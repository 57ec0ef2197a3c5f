//! Error types for the CLI application.

use thiserror::Error;

/// Result type alias for CLI operations.
pub type Result<T> = std::result::Result<T, CliError>;

/// CLI-specific errors.
#[derive(Debug, Error)]
pub enum CliError {
    /// Configuration error
    #[error("Configuration error: {0}")]
    Config(String),

    /// SDK error
    #[error("SDK error: {0}")]
    Sdk(#[from] ontolens_sdk::SdkError),

    /// Session error
    #[error("{0}")]
    Session(#[from] ontolens_session::SessionError),

    /// I/O error
    #[error("I/O error: {0}")]
    Io(#[from] std::io::Error),

    /// Serialization error
    #[error("Serialization error: {0}")]
    Serialization(#[from] serde_json::Error),

    /// TOML parsing error
    #[error("TOML parsing error: {0}")]
    Toml(#[from] toml::de::Error),

    /// Invalid input
    #[error("Invalid input: {0}")]
    InvalidInput(String),

    /// Operation not permitted
    #[error("Operation not permitted: {0}")]
    NotPermitted(String),
}
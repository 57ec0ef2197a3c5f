//! Force-directed layout (Fruchterman–Reingold)

use crate::config::LayoutConfig;
use crate::graph::OntologyGraph;
use ontolens_domain::NodeId;
use std::collections::HashMap;

/// Smallest distance used in force computations
const MIN_DISTANCE: f64 = 0.01;

/// Assigns 2D coordinates to the nodes of an [`OntologyGraph`]
///
/// Starts from the positions the registry assigned and runs a fixed number of
/// simulation steps. Connected nodes attract, all pairs repel, and a weak
/// gravity keeps disconnected components on the canvas. Positions are
/// clamped to the square canvas centred on the origin.
pub struct ForceLayout {
    config: LayoutConfig,
    canvas_size: f64,
}

impl ForceLayout {
    /// Create a layout for a canvas of the given size
    pub fn new(config: LayoutConfig, canvas_size: f64) -> Self {
        Self {
            config,
            canvas_size,
        }
    }

    /// Run the simulation and write positions back into the graph
    pub fn apply(&self, graph: &mut OntologyGraph) {
        let n = graph.node_count();
        if n == 0 || self.config.iterations == 0 {
            return;
        }
        if !(self.canvas_size.is_finite() && self.canvas_size > 0.0) {
            tracing::warn!(canvas_size = self.canvas_size, "invalid canvas size, skipping layout");
            return;
        }

        let index: HashMap<&NodeId, usize> = graph
            .nodes()
            .enumerate()
            .map(|(i, node)| (&node.id, i))
            .collect();
        let mut positions: Vec<(f64, f64)> = graph.nodes().map(|node| (node.x, node.y)).collect();
        let springs: Vec<(usize, usize)> = graph
            .edges()
            .filter(|edge| !edge.is_self_loop())
            .filter_map(|edge| Some((*index.get(&edge.source)?, *index.get(&edge.target)?)))
            .collect();

        let half = self.canvas_size / 2.0;
        let k = (self.canvas_size * self.canvas_size / n as f64).sqrt().max(MIN_DISTANCE);
        let initial_temperature = self.config.initial_temperature * self.canvas_size;

        for step in 0..self.config.iterations {
            let mut displacement = vec![(0.0_f64, 0.0_f64); n];

            for i in 0..n {
                for j in (i + 1)..n {
                    let (dx, dy, dist) = separation(positions[i], positions[j], i, j);
                    let force = k * k / dist;
                    let (fx, fy) = (dx / dist * force, dy / dist * force);
                    displacement[i].0 += fx;
                    displacement[i].1 += fy;
                    displacement[j].0 -= fx;
                    displacement[j].1 -= fy;
                }
            }

            for &(u, v) in &springs {
                let (dx, dy, dist) = separation(positions[u], positions[v], u, v);
                let force = dist * dist / k;
                let (fx, fy) = (dx / dist * force, dy / dist * force);
                displacement[u].0 -= fx;
                displacement[u].1 -= fy;
                displacement[v].0 += fx;
                displacement[v].1 += fy;
            }

            let temperature =
                initial_temperature * (1.0 - step as f64 / self.config.iterations as f64);

            for (position, delta) in positions.iter_mut().zip(displacement.iter()) {
                let dx = delta.0 - position.0 * self.config.gravity * k / half.max(MIN_DISTANCE);
                let dy = delta.1 - position.1 * self.config.gravity * k / half.max(MIN_DISTANCE);
                let length = (dx * dx + dy * dy).sqrt();
                if length < f64::EPSILON || !length.is_finite() {
                    continue;
                }
                let step_length = length.min(temperature);
                position.0 = (position.0 + dx / length * step_length).clamp(-half, half);
                position.1 = (position.1 + dy / length * step_length).clamp(-half, half);
            }
        }

        for (node, (x, y)) in graph.nodes_mut().zip(positions) {
            node.x = x;
            node.y = y;
        }

        tracing::debug!(
            nodes = n,
            springs = springs.len(),
            iterations = self.config.iterations,
            "force layout applied"
        );
    }
}

/// Vector from `b` to `a` and its (non-zero) length
///
/// Coincident nodes are nudged apart along a direction derived from their
/// indices so the result stays deterministic.
fn separation(a: (f64, f64), b: (f64, f64), i: usize, j: usize) -> (f64, f64, f64) {
    let mut dx = a.0 - b.0;
    let mut dy = a.1 - b.1;
    let mut dist = (dx * dx + dy * dy).sqrt();
    if dist < MIN_DISTANCE {
        let angle = (i * 31 + j * 17) as f64;
        dx = angle.cos() * MIN_DISTANCE;
        dy = angle.sin() * MIN_DISTANCE;
        dist = MIN_DISTANCE;
    }
    (dx, dy, dist)
}

#[cfg(test)]
mod tests {
    use super::*;
    use crate::GraphConfig;
    use ontolens_domain::{Entity, EntityRef, Relation};

    fn chain(len: usize) -> (Vec<Entity>, Vec<Relation>) {
        let entities: Vec<Entity> = (0..len).map(|i| Entity::new("Issue", format!("N-{}", i))).collect();
        let relations = (1..len)
            .map(|i| {
                Relation::new(
                    format!("r{}", i),
                    EntityRef::new("Issue", format!("N-{}", i - 1)),
                    EntityRef::new("Issue", format!("N-{}", i)),
                    "blocks",
                )
            })
            .collect();
        (entities, relations)
    }

    fn distance(graph: &OntologyGraph, a: &str, b: &str) -> f64 {
        let a = graph.node(&NodeId::from_raw(a)).unwrap();
        let b = graph.node(&NodeId::from_raw(b)).unwrap();
        ((a.x - b.x).powi(2) + (a.y - b.y).powi(2)).sqrt()
    }

    #[test]
    fn test_positions_stay_finite_and_on_canvas() {
        let (entities, relations) = chain(20);
        let config = GraphConfig::compact().with_seed(3);
        let graph = OntologyGraph::build_with_layout(&entities, &relations, &config);

        let half = config.canvas_size / 2.0;
        for node in graph.nodes() {
            assert!(node.x.is_finite() && node.y.is_finite());
            assert!(node.x.abs() <= half && node.y.abs() <= half);
        }
    }

    #[test]
    fn test_layout_is_deterministic_for_a_seed() {
        let (entities, relations) = chain(10);
        let config = GraphConfig::compact().with_seed(21);
        let a = OntologyGraph::build_with_layout(&entities, &relations, &config);
        let b = OntologyGraph::build_with_layout(&entities, &relations, &config);

        for (na, nb) in a.nodes().zip(b.nodes()) {
            assert_eq!((na.x, na.y), (nb.x, nb.y));
        }
    }

    #[test]
    fn test_connected_pair_ends_closer_than_unconnected_pair() {
        let entities = vec![Entity::new("Issue", "A"), Entity::new("Issue", "B")];
        let relations = vec![Relation::new(
            "r1",
            EntityRef::new("Issue", "A"),
            EntityRef::new("Issue", "B"),
            "blocks",
        )];
        let config = GraphConfig::default().with_seed(8);

        let connected = OntologyGraph::build_with_layout(&entities, &relations, &config);
        let unconnected = OntologyGraph::build_with_layout(&entities, &[], &config);

        assert!(
            distance(&connected, "Issue::A", "Issue::B")
                < distance(&unconnected, "Issue::A", "Issue::B")
        );
    }

    #[test]
    fn test_coincident_nodes_are_separated() {
        let (a, b, dist) = separation((1.0, 1.0), (1.0, 1.0), 0, 1);
        assert!(dist > 0.0);
        assert!(a.is_finite() && b.is_finite());
    }

    #[test]
    fn test_invalid_canvas_skips_layout() {
        let (entities, relations) = chain(3);
        let mut graph = OntologyGraph::build(&entities, &relations, &GraphConfig::default().with_seed(5));
        let before: Vec<(f64, f64)> = graph.nodes().map(|n| (n.x, n.y)).collect();

        ForceLayout::new(LayoutConfig::default(), -100.0).apply(&mut graph);
        ForceLayout::new(LayoutConfig::default(), f64::NAN).apply(&mut graph);

        let after: Vec<(f64, f64)> = graph.nodes().map(|n| (n.x, n.y)).collect();
        assert_eq!(before, after);
    }

    #[test]
    fn test_empty_graph_is_noop() {
        let mut graph = OntologyGraph::empty();
        ForceLayout::new(LayoutConfig::default(), 100.0).apply(&mut graph);
        assert!(graph.is_empty());
    }
}
//! Stats command implementation.

use crate::error::Result;
use crate::output::Formatter;
use ontolens_sdk::OntologyBackend;
use ontolens_session::GraphSession;

/// Execute the stats command.
pub async fn execute_stats<B: OntologyBackend>(
    session: &GraphSession<B>,
    formatter: &Formatter,
) -> Result<()> {
    let stats = session.stats().await?;
    println!("{}", formatter.format_stats(&stats)?);
    Ok(())
}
- - - - - - -
Task to complete -
Exactly the lines above from the one with "let (a, b, dist)" to the one with "let (entities, relations) = chain(3);", both included, are to be quoted; leave the rest out.

Solution below -
        let (a, b, dist) = separation((1.0, 1.0), (1.0, 1.0), 0, 1);
        assert!(dist > 0.0);
        assert!(a.is_finite() && b.is_finite());
    }

    #[test]
    fn test_invalid_canvas_skips_layout() {
        let (entities, relations) = chain(3);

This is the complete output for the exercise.